Knowledge and attitudes towards preimplantation genetic diagnosis in Germany
~ ドイツにおける着床前遺伝子診断に対する知識と態度 ~
出典: Human Reproduction Vol.20, No.1 pp. 231-238, 2005
著者:U. Meister, C. Finck, Y Stobel-Richter, G. Schumutzer and E. Brahler
<論文の要約>
背景:
着床前遺伝子診断(PGD)は、倫理的、社会的問題のためにしばしば感情的な議論にかかわる技術である。世界的にさまざまな法律が存在し、ドイツは優生学への懸念と国家社会主義時の障害者の処遇のために、興味深い例となった。PGDは現在、合法でないが、未だに対立する立場が存在し、合法化には問題が残る。一般集団のPGDに対する態度の研究はまれである。

方法:
データは2003年11月に行われた調査で集められた。対象者はドイツ居住の18-50歳の2210人である。調査はインタビュアーによって社会人口学的特徴についてたずねられ、態度については質問紙によって回答してもらい、インタビュアーによって回収された。

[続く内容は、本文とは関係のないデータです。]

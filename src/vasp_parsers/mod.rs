pub mod outcar;
pub mod eigenval;
//! Two-column `k E` band files, as written by `bands.x` (`*.dat.gnu`) and
//! Wannier90 (`*_band.dat`).
//!
//! Each band is a block of rows sharing the same k axis, so the energy column
//! reshapes into a `[nbands, nkpts]` grid once the distinct k values are known.
use std::{
    fs,
    path::Path,
};

use anyhow::{
    bail,
    Context,
};
use log::debug;

use crate::types::{
    Result,
    Vector,
    Matrix,
};


#[derive(Clone, Debug)]
pub struct BandData {
    pub klist : Vector<f64>,    // sorted distinct abscissae
    pub bands : Matrix<f64>,    // [iband, ikpoint]
}


impl BandData {
    pub fn from_file(path: &(impl AsRef<Path> + ?Sized)) -> Result<Self> {
        let context = fs::read_to_string(path)?;
        Self::from_str(&context)
    }

    pub fn from_str(context: &str) -> Result<Self> {
        let (ks, es) = Self::parse_columns(context)?;

        let mut klist = ks;
        klist.sort_by(|a, b| a.total_cmp(b));
        klist.dedup();
        let nkpts = klist.len();

        if es.len() % nkpts != 0 {
            bail!("[BANDDAT]: {} energies cannot be reshaped into bands of {} k-points.", es.len(), nkpts);
        }
        let nbands = es.len() / nkpts;
        debug!("[BANDDAT]: {} bands with {} k-points each", nbands, nkpts);

        let bands = Matrix::from_shape_vec((nbands, nkpts), es)?;

        Ok(Self {
            klist: Vector::from(klist),
            bands,
        })
    }

    pub fn nbands(&self) -> usize {
        self.bands.nrows()
    }

    pub fn nkpts(&self) -> usize {
        self.klist.len()
    }

    fn parse_columns(context: &str) -> Result<(Vec<f64>, Vec<f64>)> {
        let mut ks = vec![];
        let mut es = vec![];

        for (i, line) in context.lines().enumerate() {
            let line = line.trim();
            if line.is_empty() || line.starts_with('#') {
                continue;
            }

            let v = line.split_whitespace()
                .map(|x| x.parse::<f64>())
                .collect::<std::result::Result<Vec<f64>, _>>()
                .with_context(|| format!("[BANDDAT]: Line {}: Invalid number in {:?}", i + 1, line))?;
            if v.len() < 2 {
                bail!("[BANDDAT]: Line {}: At least two columns are needed, got {:?}", i + 1, line);
            }

            ks.push(v[0]);
            es.push(v[1]);
        }

        if ks.is_empty() {
            bail!("[BANDDAT]: No band data found.");
        }

        Ok((ks, es))
    }
}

質問紙はPGDに対する態度(ある場面においてPGDを社会的に容認すべきか、個人的に利用したいか)、知識(知っていたかどうか)、PGDの適用できる範囲について、PGDについての感情についての項目から成る。

結果と結論:
回答者はPGDについての知識がほとんどなかった。PGDの適用できる範囲についての誤った思いこみと基本的な遺伝学の知識の欠如があった。医療の指標としてのPGDを全面的に容認する傾向がみられた。性別の選択のような非医療的な指標はほとんど容認されなかった。PGDについてすでに考えをもつ回答者はPGDを聞いたことがないとした回答者よりも、その診断の可能性を過大評価し、将来、ゆくゆくはPGDを利用するだろうと答えることがわかった。私たちの発見は適切な情報供給の重要性とこの意味で現代の生殖医療における新しい技術について一般の人々を教育することの重要性を強調するものだった。PGDの合法化は政府、疾患をもつような集団、さらに一般の人々にとって重要な課題となるだろう。これは一般の人々が適切に情報を与えられるだけでなく、このことについて考えをもつことが必要とされる。

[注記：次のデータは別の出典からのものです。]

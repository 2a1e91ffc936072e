use std::{
    fs,
    path::Path,
};

use anyhow::{
    bail,
    Context,
};
use log::debug;

use crate::types::{
    Result,
    Matrix,
};


/// Band energies from EIGENVAL.
///
/// Only the first spin channel is read for spin-polarized calculations.
#[derive(Clone, Debug)]
pub struct Eigenval {
    pub nkpts  : usize,
    pub nbands : usize,
    pub eigs   : Matrix<f64>,   // [iband, ikpoint]
}


fn next_line<'a>(it: &mut impl Iterator<Item = &'a str>, what: &str) -> Result<&'a str> {
    it.next()
        .with_context(|| format!("[EIGENVAL]: Unexpected end of file while reading {}.", what))
}


impl Eigenval {
    pub fn from_file(path: &(impl AsRef<Path> + ?Sized)) -> Result<Self> {
        let context = fs::read_to_string(path)?;
        Self::from_str(&context)
    }

    pub fn from_str(context: &str) -> Result<Self> {
        let mut it = context.lines();

        for _ in 0 .. 5 {
            next_line(&mut it, "header")?;
        }

        // "   nelect   nkpts   nbands"
        let (nkpts, nbands) = {
            let line = next_line(&mut it, "dimensions")?;
            let v = line.split_whitespace().collect::<Vec<&str>>();
            if v.len() < 3 {
                bail!("[EIGENVAL]: Invalid dimension line: {:?}", line.trim());
            }
            let nkpts = v[1].parse::<usize>()
                .with_context(|| format!("[EIGENVAL]: Invalid NKPTS: {:?}", v[1]))?;
            let nbands = v[v.len() - 1].parse::<usize>()
                .with_context(|| format!("[EIGENVAL]: Invalid NBANDS: {:?}", v[v.len() - 1]))?;
            (nkpts, nbands)
        };
        debug!("[EIGENVAL]: NKPTS = {}, NBANDS = {}", nkpts, nbands);

        let mut eigs = Matrix::<f64>::zeros((nbands, nkpts));
        for ik in 0 .. nkpts {
            next_line(&mut it, "blank line before k-point")?;
            next_line(&mut it, "k-point header")?;

            for ib in 0 .. nbands {
                let what = format!("band {} of k-point {}", ib + 1, ik + 1);
                let line = next_line(&mut it, &what)?;
                eigs[[ib, ik]] = line.split_whitespace()
                    .nth(1)
                    .with_context(|| format!("[EIGENVAL]: Missing energy of {}.", what))?
                    .parse::<f64>()
                    .with_context(|| format!("[EIGENVAL]: Invalid energy of {}: {:?}", what, line.trim()))?;
            }
        }

        Ok(Self {
            nkpts,
            nbands,
            eigs,
        })
    }
}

現代医療の発展における社会的問題は今後の世代のために私たちが取り組まなければならない責務である。


<ジャーナルクラブでのディスカッション>
・2000人以上からインタビューし、調査できていることはこの研究の利点としてあげられる。
・対象者の年齢が18-50歳だが、50歳以上の人(60歳代くらいまで)も対象にすべきだったのではないだろうか。
・結果の図表が多いが、何に焦点を合わせて何を述べたいのかがわかりづらい。多変量解析が必要ではないか。
・着床前診断で生まれた子どもの長期的リスクがまだわかっていないし、その評価もほとんどされていない。